The morning gathered each moment strength and beauty, for it was beautiful, although the trees were stripped of their summer verdure, and the earth no longer sent forth sweet flowers to—
Load with perfumes
The soft dreaming idle air
That steeped in sunshines.
Music, and all dear delight,
Hung, tranquilly ’twixt heaven and earth.
The sun, however, was bright, and the air, although the soft voluptuous warmth of summer, was full of health and life. The little waves on the river sparkled like silver broken into fragments and strewed upon the surface of the stream. For miles the clear cloudless sky reflected nothing but pure sunshine, beautiful although cold; it shone upon the palaces, the churches, and the bridges, and upon the meanest hovels pregnant with squalid poverty; it shone upon all alike.

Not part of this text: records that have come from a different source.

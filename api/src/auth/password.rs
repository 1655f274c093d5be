use argon2::{
    password_hash::{rand_core::OsRng, PasswordHash, PasswordHasher, PasswordVerifier, SaltString},
    Argon2,
};

pub fn hash(password: &str) -> Result<String, argon2::password_hash::Error> {
    let salt = SaltString::generate(&mut OsRng);
    Ok(Argon2::default()
        .hash_password(password.as_bytes(), &salt)?
        .to_string())
}

/// `Ok(false)` on mismatch; `Err` only when the stored hash is unparsable.
pub fn verify(password: &str, stored: &str) -> Result<bool, argon2::password_hash::Error> {
    let parsed_hash = PasswordHash::new(stored)?;
    Ok(Argon2::default()
        .verify_password(password.as_bytes(), &parsed_hash)
        .is_ok())
}
//! Repository Module
//!
//! Data access layer. Each repository handles the SQL for one entity.

pub mod job;
pub mod user;

pub use job as job_repository;
pub use user as user_repository;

It found its way in floods of beauty, softened by rich colouring of glass and drapery, into the chambers of the rich and great, and it struggled through the dingy panes of the cottage windows, making, perchance, more happiness there than in the lordly mansion, which more frequently is the habitation of an aching heart.

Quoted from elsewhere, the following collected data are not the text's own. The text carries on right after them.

//! Job API Handlers
//!
//! Every handler works on the caller's own jobs only. Admins may read, but
//! not change, another user's job.

use axum::{
    extract::State,
    http::StatusCode,
    Extension, Json,
};
use chrono::Utc;
use uuid::Uuid;
use validator::Validate;

use crate::{
    auth::Session,
    error::{AppError, AppResult},
    handlers::{AppJson, AppPath, AppQuery},
    models::job::{CreateJob, JobModifiedResponse, JobResponse, UpdateJob},
    models::MessageResponse,
    repository::job_repository,
    service::query::{JobQuery, JobsResponse, ListJobsParams},
    service::{query_service, stats::JobStats, stats_service},
    AppState,
};

fn no_job(id: impl std::fmt::Display) -> AppError {
    AppError::NotFound(format!("no job with id {}", id))
}

/// An id that is not a UUID names no job.
fn job_id(raw: &str) -> AppResult<Uuid> {
    Uuid::parse_str(raw).map_err(|_| no_job(raw))
}

/// GET /jobs
pub async fn list(
    State(state): State<AppState>,
    Extension(session): Extension<Session>,
    AppQuery(params): AppQuery<ListJobsParams>,
) -> AppResult<Json<JobsResponse>> {
    let query = JobQuery::from_params(session.user_id, &params);
    let page = query_service::list_jobs(&state.db, &query).await?;
    Ok(Json(page.into()))
}

/// POST /jobs
pub async fn create(
    State(state): State<AppState>,
    Extension(session): Extension<Session>,
    AppJson(req): AppJson<CreateJob>,
) -> AppResult<(StatusCode, Json<JobResponse>)> {
    req.validate()?;

    let job = job_repository::create(&state.db, session.user_id, &req, Utc::now()).await?;
    tracing::info!(job_id = %job.id, owner = %job.created_by, "job created");

    Ok((StatusCode::CREATED, Json(JobResponse { job })))
}

/// GET /jobs/stats
pub async fn stats(
    State(state): State<AppState>,
    Extension(session): Extension<Session>,
) -> AppResult<Json<JobStats>> {
    let stats = stats_service::job_stats(&state.db, session.user_id).await?;
    Ok(Json(stats))
}

/// GET /jobs/{id}
pub async fn get(
    State(state): State<AppState>,
    Extension(session): Extension<Session>,
    AppPath(raw_id): AppPath<String>,
) -> AppResult<Json<JobResponse>> {
    let id = job_id(&raw_id)?;
    let job = job_repository::find_by_id(&state.db, id)
        .await?
        .filter(|job| job.created_by == session.user_id || session.is_admin())
        .ok_or_else(|| no_job(id))?;

    Ok(Json(JobResponse { job }))
}

/// PATCH /jobs/{id}
pub async fn edit(
    State(state): State<AppState>,
    Extension(session): Extension<Session>,
    AppPath(raw_id): AppPath<String>,
    AppJson(changes): AppJson<UpdateJob>,
) -> AppResult<Json<JobModifiedResponse>> {
    let id = job_id(&raw_id)?;
    changes.validate()?;

    let job = job_repository::update(&state.db, id, session.user_id, &changes)
        .await?
        .ok_or_else(|| no_job(id))?;
    tracing::info!(job_id = %job.id, "job modified");

    Ok(Json(JobModifiedResponse {
        message: "job modified".to_string(),
        job,
    }))
}

/// DELETE /jobs/{id}
pub async fn delete(
    State(state): State<AppState>,
    Extension(session): Extension<Session>,
    AppPath(raw_id): AppPath<String>,
) -> AppResult<Json<MessageResponse>> {
    let id = job_id(&raw_id)?;
    if !job_repository::delete(&state.db, id, session.user_id).await? {
        return Err(no_job(id));
    }
    tracing::info!(job_id = %id, "job deleted");

    Ok(Json(MessageResponse::new("job deleted")))
}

There was one small room into which that clear morning sun shone in all its dearly-welcomed beauty, and there was one heart that was cheered by its presence, and smiled gladly in its radiant light; that room into which it shone was the sleeping chamber of the young boy, Harry, and that heart that welcomed its rays was his—a heart that ever beat in unison with all that was good—all that was beautiful.
The apartment was a small one adjoining a spacious room that was on the second floor of the house, and communicating with it by folding doors. It contained little else than a small couch and a few necessary articles of the toilette. A large mat lay at the door, on which reposed the dog, which was poor Harry’s only companion—his only friend.